### [TASK OBJECTIVE]
Every line with the string "AuthConfig" in it belongs in your answer, so copy them all from the data.

-----

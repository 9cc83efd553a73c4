//! Authentication and session configuration.

use serde::{Deserialize, Serialize};

use crate::error::AppError;

/// Authentication, token, and credential policy configuration.
///
/// `jwt_secret` has no default on purpose: a process without a signing
/// secret must fail at startup, not at the first login. Unknown keys are
/// rejected so a misspelled policy key fails loudly instead of silently
/// falling back to the field default.
#[derive(Debug, Clone, Serialize, Deserialize)]
#[serde(deny_unknown_fields)]
pub struct AuthConfig {
    /// Secret key for session token signing (HMAC-SHA256).
    pub jwt_secret: String,
    /// Session token TTL in seconds.
    #[serde(default = "default_session_ttl")]
    pub session_ttl_seconds: i64,
    /// Name of the session cookie handed to clients.
    #[serde(default = "default_cookie_name")]
    pub cookie_name: String,
    /// Whether the session cookie carries the Secure attribute.
    #[serde(default = "default_true")]
    pub cookie_secure: bool,
    /// Minimum username length.
    #[serde(default = "default_username_min")]
    pub username_min_length: usize,
    /// Maximum username length.
    #[serde(default = "default_username_max")]
    pub username_max_length: usize,
    /// Minimum password length.
    #[serde(default = "default_password_min")]
    pub password_min_length: usize,
    /// Maximum password length.
    #[serde(default = "default_password_max")]
    pub password_max_length: usize,
}

impl AuthConfig {
    /// Rejects configurations that would leave the process unable to sign
    /// or verify session tokens.
    pub fn validate(&self) -> Result<(), AppError> {
        if self.jwt_secret.trim().is_empty() {
            return Err(AppError::configuration(
                "auth.jwt_secret must be set to a non-empty value",
            ));
        }
        if self.session_ttl_seconds <= 0 {
            return Err(AppError::configuration(
                "auth.session_ttl_seconds must be positive",
            ));
        }
        Ok(())
    }
}

fn default_session_ttl() -> i64 {
    86400
}

fn default_cookie_name() -> String {
    "OurSUperApp".to_string()
}

fn default_true() -> bool {
    true
}

fn default_username_min() -> usize {
    3
}

fn default_username_max() -> usize {
    10
}

fn default_password_min() -> usize {
    8
}

fn default_password_max() -> usize {
    70
}
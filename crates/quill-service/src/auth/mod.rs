//! Registration and login orchestration.

pub mod service;
pub mod validation;

pub use service::{AuthService, AuthenticatedUser};
pub use validation::INVALID_CREDENTIALS;
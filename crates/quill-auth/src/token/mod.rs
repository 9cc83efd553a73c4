//! Session token codec.
//!
//! Signs a claims set into an opaque, URL-safe token and verifies it back.
//! Signature validation happens before any claim value is trusted; a token
//! that fails for any reason is worth nothing more than no token at all.

pub mod claims;
pub mod decoder;
pub mod encoder;

pub use claims::{CLAIMS_VERSION, Claims};
pub use decoder::{SessionDecoder, TokenError};
pub use encoder::{SessionEncoder, SignedSession};
//! Database migration runner.

use sqlx::PgPool;
use tracing::info;

use quill_core::error::{AppError, ErrorKind};

/// Run all pending database migrations.
pub async fn run_migrations(pool: &PgPool) -> Result<(), AppError> {
    info!("Running database migrations...");

    sqlx::migrate!("../../migrations")
        .run(pool)
        .await
        .map_err(|e| {
            AppError::with_source(
                ErrorKind::Database,
                format!("Failed to run migrations: {e}"),
                e,
            )
        })?;

    info!("Database migrations completed");
    Ok(())
}
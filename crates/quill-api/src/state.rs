//! Application state shared across all handlers and extractors.

use std::sync::Arc;

use sqlx::PgPool;

use quill_auth::token::SessionDecoder;
use quill_core::config::AppConfig;
use quill_service::auth::AuthService;
use quill_service::post::PostService;

/// Application state containing all shared dependencies.
///
/// Passed to every Axum handler via `State<AppState>`. All fields are
/// `Arc`-wrapped for cheap cloning across tasks.
#[derive(Debug, Clone)]
pub struct AppState {
    /// Application configuration.
    pub config: Arc<AppConfig>,
    /// PostgreSQL connection pool.
    pub db_pool: PgPool,
    /// Session token decoder; used by the identity extractor on every request.
    pub session_decoder: Arc<SessionDecoder>,
    /// Registration/login orchestration.
    pub auth_service: Arc<AuthService>,
    /// Post operations.
    pub post_service: Arc<PostService>,
}
//! Request-scoped identity resolution.
//!
//! An [`Identity`] is `Authenticated` only if a structurally valid,
//! signature-verified, non-expired token produced it. Anything else is
//! `Anonymous` — there is no partial-trust state, and a bad or expired
//! cookie behaves exactly like no cookie.

use tracing::debug;

use crate::token::SessionDecoder;

/// The resolved identity of one request. Lives only for the duration of
/// that request; never persisted.
#[derive(Debug, Clone, PartialEq, Eq)]
pub enum Identity {
    /// A verified session token identified this user.
    Authenticated {
        /// The user's id.
        user_id: i64,
        /// The user's username at token issuance.
        username: String,
    },
    /// No cookie, or a cookie that failed verification.
    Anonymous,
}

impl Identity {
    /// Whether this identity is authenticated.
    pub fn is_authenticated(&self) -> bool {
        matches!(self, Self::Authenticated { .. })
    }

    /// The authenticated user id, if any.
    pub fn user_id(&self) -> Option<i64> {
        match self {
            Self::Authenticated { user_id, .. } => Some(*user_id),
            Self::Anonymous => None,
        }
    }
}

/// Resolves an identity from the raw session cookie value.
///
/// Infallible by construction: verification failures are logged at debug and
/// swallowed here, never surfaced as request errors. Cheap and synchronous —
/// bounded by one signature verification, no I/O.
pub fn resolve_identity(cookie_value: Option<&str>, decoder: &SessionDecoder) -> Identity {
    let Some(token) = cookie_value else {
        return Identity::Anonymous;
    };

    match decoder.verify(token) {
        Ok(claims) => Identity::Authenticated {
            user_id: claims.sub,
            username: claims.username,
        },
        Err(reason) => {
            debug!(%reason, "session cookie failed verification");
            Identity::Anonymous
        }
    }
}
//! Post operations guarded by ownership.

pub mod service;
pub mod validation;

pub use service::{PostService, PostView};
//! User repository implementation.

use sqlx::PgPool;

use quill_core::error::{AppError, ErrorKind};
use quill_core::result::AppResult;
use quill_entity::user::{CreateUser, User};

/// Repository for user credential records.
#[derive(Debug, Clone)]
pub struct UserRepository {
    pool: PgPool,
}

impl UserRepository {
    /// Create a new user repository.
    pub fn new(pool: PgPool) -> Self {
        Self { pool }
    }

    /// Find a user by primary key.
    pub async fn find_by_id(&self, id: i64) -> AppResult<Option<User>> {
        sqlx::query_as::<_, User>("SELECT * FROM users WHERE id = $1")
            .bind(id)
            .fetch_optional(&self.pool)
            .await
            .map_err(|e| AppError::with_source(ErrorKind::Database, "Failed to find user by id", e))
    }

    /// Find a user by username.
    pub async fn find_by_username(&self, username: &str) -> AppResult<Option<User>> {
        sqlx::query_as::<_, User>("SELECT * FROM users WHERE username = $1")
            .bind(username)
            .fetch_optional(&self.pool)
            .await
            .map_err(|e| {
                AppError::with_source(ErrorKind::Database, "Failed to find user by username", e)
            })
    }

    /// Create a new user.
    ///
    /// A username-uniqueness race loses here: the constraint violation is
    /// surfaced as a `Conflict` so the caller can downgrade it to the same
    /// validation message the pre-insert check produces.
    pub async fn create(&self, data: &CreateUser) -> AppResult<User> {
        sqlx::query_as::<_, User>(
            "INSERT INTO users (username, password_hash) VALUES ($1, $2) RETURNING *",
        )
        .bind(&data.username)
        .bind(&data.password_hash)
        .fetch_one(&self.pool)
        .await
        .map_err(|e| match e {
            sqlx::Error::Database(ref db_err)
                if db_err.constraint() == Some("users_username_key") =>
            {
                AppError::conflict(format!("Username '{}' already exists", data.username))
            }
            _ => AppError::with_source(ErrorKind::Database, "Failed to create user", e),
        })
    }
}
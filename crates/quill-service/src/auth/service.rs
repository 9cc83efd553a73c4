//! Registration and login flows.

use std::sync::Arc;

use tracing::info;

use quill_auth::password::PasswordHasher;
use quill_auth::token::{SessionEncoder, SignedSession};
use quill_core::config::auth::AuthConfig;
use quill_core::error::{AppError, ErrorKind};
use quill_core::result::AppResult;
use quill_database::repositories::UserRepository;
use quill_entity::user::{CreateUser, User};

use super::validation::{INVALID_CREDENTIALS, validate_login, validate_registration};

/// Result of a successful registration or login: the user plus a freshly
/// minted session to hand to the client.
#[derive(Debug, Clone)]
pub struct AuthenticatedUser {
    /// The authenticated user.
    pub user: User,
    /// The minted session token and its expiry.
    pub session: SignedSession,
}

/// Orchestrates registration and login.
#[derive(Debug, Clone)]
pub struct AuthService {
    /// User repository.
    user_repo: Arc<UserRepository>,
    /// Password hasher.
    hasher: Arc<PasswordHasher>,
    /// Session token encoder.
    encoder: Arc<SessionEncoder>,
    /// Auth policy configuration.
    config: AuthConfig,
}

impl AuthService {
    /// Creates a new auth service.
    pub fn new(
        user_repo: Arc<UserRepository>,
        hasher: Arc<PasswordHasher>,
        encoder: Arc<SessionEncoder>,
        config: AuthConfig,
    ) -> Self {
        Self {
            user_repo,
            hasher,
            encoder,
            config,
        }
    }

    /// Registers a new user and logs them in.
    ///
    /// The uniqueness lookup runs before hashing so a doomed registration
    /// never pays the Argon2 cost. A concurrent registration that loses the
    /// insert race surfaces as the same "already taken" validation error.
    pub async fn register(&self, username: &str, password: &str) -> AppResult<AuthenticatedUser> {
        let username = username.trim().to_string();

        let mut errors = validate_registration(&username, password, &self.config);

        if errors.is_empty() && self.user_repo.find_by_username(&username).await?.is_some() {
            errors.push("Username already taken".to_string());
        }

        if !errors.is_empty() {
            return Err(AppError::validation_messages(errors));
        }

        let password_hash = self.hash_blocking(password.to_string()).await?;

        let user = self
            .user_repo
            .create(&CreateUser {
                username,
                password_hash,
            })
            .await
            .map_err(|e| match e.kind {
                ErrorKind::Conflict => AppError::validation("Username already taken"),
                _ => e,
            })?;

        info!(user_id = user.id, username = %user.username, "user registered");

        let session = self.mint_session(&user)?;
        Ok(AuthenticatedUser { user, session })
    }

    /// Authenticates an existing user.
    ///
    /// A missing user and a wrong password produce the identical generic
    /// error; nothing in the response distinguishes the two.
    pub async fn login(&self, username: &str, password: &str) -> AppResult<AuthenticatedUser> {
        if !validate_login(username, password).is_empty() {
            return Err(AppError::authentication(INVALID_CREDENTIALS));
        }

        let Some(user) = self.user_repo.find_by_username(username.trim()).await? else {
            return Err(AppError::authentication(INVALID_CREDENTIALS));
        };

        let verified = self
            .verify_blocking(password.to_string(), user.password_hash.clone())
            .await?;

        if !verified {
            return Err(AppError::authentication(INVALID_CREDENTIALS));
        }

        info!(user_id = user.id, username = %user.username, "user logged in");

        let session = self.mint_session(&user)?;
        Ok(AuthenticatedUser { user, session })
    }

    /// Looks up a user's profile by id.
    pub async fn get_profile(&self, user_id: i64) -> AppResult<User> {
        self.user_repo
            .find_by_id(user_id)
            .await?
            .ok_or_else(|| AppError::not_found("User not found"))
    }

    fn mint_session(&self, user: &User) -> AppResult<SignedSession> {
        self.encoder.sign(user.id, &user.username)
    }

    /// Argon2 hashing is CPU-bound; run it off the async runtime so it does
    /// not stall unrelated requests.
    async fn hash_blocking(&self, password: String) -> AppResult<String> {
        let hasher = Arc::clone(&self.hasher);
        tokio::task::spawn_blocking(move || hasher.hash(&password))
            .await
            .map_err(|e| AppError::internal(format!("Hashing task failed: {e}")))?
    }

    async fn verify_blocking(&self, password: String, hash: String) -> AppResult<bool> {
        let hasher = Arc::clone(&self.hasher);
        tokio::task::spawn_blocking(move || hasher.verify(&password, &hash))
            .await
            .map_err(|e| AppError::internal(format!("Verification task failed: {e}")))
    }
}
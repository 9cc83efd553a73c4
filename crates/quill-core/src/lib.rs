//! # quill-core
//!
//! Core crate for Quill. Contains configuration schemas and the unified
//! error system shared by every other crate in the workspace.
//!
//! This crate has **no** internal dependencies on other Quill crates.

pub mod config;
pub mod error;
pub mod result;

pub use error::AppError;
pub use result::AppResult;
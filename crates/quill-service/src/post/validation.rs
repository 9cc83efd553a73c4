//! Post input validation.

/// Validates post input shape. Returns every violated rule.
///
/// The caller is expected to have trimmed both fields already; display
/// escaping is the renderer's concern, not this layer's.
pub fn validate_post(title: &str, body: &str) -> Vec<String> {
    let mut errors = Vec::new();

    if title.is_empty() {
        errors.push("Title is required".to_string());
    }
    if body.is_empty() {
        errors.push("Body is required".to_string());
    }

    errors
}
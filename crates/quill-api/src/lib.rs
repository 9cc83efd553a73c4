//! # quill-api
//!
//! HTTP API layer for Quill using Axum: routing, request-scoped identity
//! extraction from the session cookie, handlers, DTOs, and the mapping from
//! domain errors to HTTP responses.

pub mod cookie;
pub mod dto;
pub mod error;
pub mod extractors;
pub mod handlers;
pub mod router;
pub mod state;
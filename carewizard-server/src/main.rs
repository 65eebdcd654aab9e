//! carewizard-server entry point

use std::sync::Arc;
use tracing_subscriber::{layer::SubscriberExt, util::SubscriberInitExt};

use carewizard_server::{build_router, config::ServerConfig, spawn_session_sweeper, AppState};

#[tokio::main]
async fn main() {
    // Load configuration before logging so the configured level applies
    let loaded = ServerConfig::load(
        std::path::Path::new("config.yaml")
            .exists()
            .then_some("config.yaml"),
    );
    let config = loaded.as_ref().cloned().unwrap_or_default();

    tracing_subscriber::registry()
        .with(tracing_subscriber::fmt::layer())
        .with(
            tracing_subscriber::EnvFilter::try_from_default_env()
                .unwrap_or_else(|_| tracing_subscriber::EnvFilter::new(&config.log.level)),
        )
        .init();

    if let Err(e) = &loaded {
        tracing::warn!("Failed to load config, using defaults: {}", e);
    }

    tracing::info!("Starting carewizard server...");

    let state = AppState::new(config.clone()).unwrap_or_else(|e| {
        tracing::error!("Failed to create clinic API client: {}", e);
        std::process::exit(1);
    });

    tracing::info!(
        api = %state.api.base_url(),
        policy = ?config.wizard.completion_policy,
        session_ttl_secs = config.wizard.session_ttl_secs,
        "Clinic API configured"
    );

    let state = Arc::new(state);
    let sweeper = spawn_session_sweeper(state.clone());
    let app = build_router(state.clone());

    let bind_addr = config.bind_addr();
    let listener = match tokio::net::TcpListener::bind(&bind_addr).await {
        Ok(l) => l,
        Err(e) => {
            tracing::error!("Failed to bind to {}: {}", bind_addr, e);
            std::process::exit(1);
        }
    };

    tracing::info!("Listening on http://{}", bind_addr);

    axum::serve(listener, app)
        .with_graceful_shutdown(shutdown_signal())
        .await
        .unwrap_or_else(|e| {
            tracing::error!("Server error: {}", e);
        });

    sweeper.abort();
    tracing::info!(
        open_sessions = state.sessions.len().await,
        "carewizard server stopped; open wizard sessions discarded"
    );
}

/// Resolves on Ctrl+C or SIGTERM. Wizard sessions are in memory only, so
/// whatever is still open is lost once this returns.
async fn shutdown_signal() {
    let interrupt = async {
        if let Err(e) = tokio::signal::ctrl_c().await {
            tracing::warn!("Ctrl+C handler unavailable, relying on SIGTERM: {}", e);
            std::future::pending::<()>().await;
        }
    };

    #[cfg(unix)]
    let terminate = async {
        match tokio::signal::unix::signal(tokio::signal::unix::SignalKind::terminate()) {
            Ok(mut signal) => {
                signal.recv().await;
            }
            Err(e) => {
                tracing::warn!("SIGTERM handler unavailable, relying on Ctrl+C: {}", e);
                std::future::pending::<()>().await;
            }
        }
    };

    #[cfg(not(unix))]
    let terminate = std::future::pending::<()>();

    let signal = tokio::select! {
        _ = interrupt => "interrupt",
        _ = terminate => "terminate",
    };
    tracing::info!(signal, "Stopping carewizard server, draining in-flight submissions");
}
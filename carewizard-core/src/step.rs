use serde::Serialize;
use std::collections::HashSet;

use crate::error::{Result, WizardError};
use crate::field::FieldSpec;

/// Presentation-only metadata. Never consulted by navigation or validation.
#[derive(Debug, Clone, Copy, PartialEq, Eq, Serialize)]
pub struct DisplayMeta {
    pub title: &'static str,
    pub subtitle: &'static str,
    pub icon: &'static str,
}

#[derive(Debug, Clone, Copy, PartialEq, Eq, Serialize)]
#[serde(rename_all = "camelCase")]
pub struct StepDescriptor {
    pub id: &'static str,
    pub fields: &'static [FieldSpec],
    pub display_meta: DisplayMeta,
}

impl StepDescriptor {
    pub const fn new(
        id: &'static str,
        fields: &'static [FieldSpec],
        display_meta: DisplayMeta,
    ) -> Self {
        Self {
            id,
            fields,
            display_meta,
        }
    }

    pub fn owns(&self, key: &str) -> bool {
        self.fields.iter().any(|spec| spec.key == key)
    }
}

/// Ordered, immutable list of steps.
///
/// Construction guarantees at least one step, unique step ids, and that every
/// field belongs to exactly one step.
#[derive(Debug, Clone, Serialize)]
#[serde(transparent)]
pub struct StepCatalog {
    steps: Vec<StepDescriptor>,
}

impl StepCatalog {
    pub fn new(steps: Vec<StepDescriptor>) -> Result<Self> {
        if steps.is_empty() {
            return Err(WizardError::Catalog("catalog has no steps".to_string()));
        }

        let mut ids = HashSet::new();
        let mut keys = HashSet::new();
        for step in &steps {
            if !ids.insert(step.id) {
                return Err(WizardError::Catalog(format!("duplicate step id '{}'", step.id)));
            }
            for spec in step.fields {
                if !keys.insert(spec.key) {
                    return Err(WizardError::Catalog(format!(
                        "field '{}' is declared by more than one step",
                        spec.key
                    )));
                }
            }
        }

        Ok(Self { steps })
    }

    pub fn steps(&self) -> &[StepDescriptor] {
        &self.steps
    }

    pub fn len(&self) -> usize {
        self.steps.len()
    }

    pub fn is_empty(&self) -> bool {
        self.steps.is_empty()
    }

    pub fn step_at(&self, index: usize) -> Option<&StepDescriptor> {
        self.steps.get(index)
    }

    pub fn index_of(&self, step_id: &str) -> Option<usize> {
        self.steps.iter().position(|step| step.id == step_id)
    }

    pub fn get(&self, step_id: &str) -> Option<&StepDescriptor> {
        self.steps.iter().find(|step| step.id == step_id)
    }

    /// Resolve a caller-supplied id to the catalog's own descriptor.
    pub fn resolve(&self, step_id: &str) -> Result<&StepDescriptor> {
        self.get(step_id)
            .ok_or_else(|| WizardError::UnknownStep(step_id.to_string()))
    }

    pub fn next_step_id(&self, step_id: &str) -> Option<&'static str> {
        let index = self.index_of(step_id)?;
        self.steps.get(index + 1).map(|step| step.id)
    }

    pub fn previous_step_id(&self, step_id: &str) -> Option<&'static str> {
        let index = self.index_of(step_id)?;
        index
            .checked_sub(1)
            .and_then(|i| self.steps.get(i))
            .map(|step| step.id)
    }

    pub fn first(&self) -> &StepDescriptor {
        &self.steps[0]
    }

    pub fn last(&self) -> &StepDescriptor {
        &self.steps[self.steps.len() - 1]
    }

    /// The step that owns `key`.
    pub fn owner_of(&self, key: &str) -> Option<&'static str> {
        self.steps
            .iter()
            .find(|step| step.owns(key))
            .map(|step| step.id)
    }

    /// Every declared field, in step order.
    pub fn schema(&self) -> Vec<FieldSpec> {
        self.steps
            .iter()
            .flat_map(|step| step.fields.iter().copied())
            .collect()
    }
}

-----

### [OUTPUT FOR THIS EXERCISE]
pub struct AuthConfig {
impl AuthConfig {
use quill_core::config::auth::AuthConfig;
    config: AuthConfig,
        config: AuthConfig,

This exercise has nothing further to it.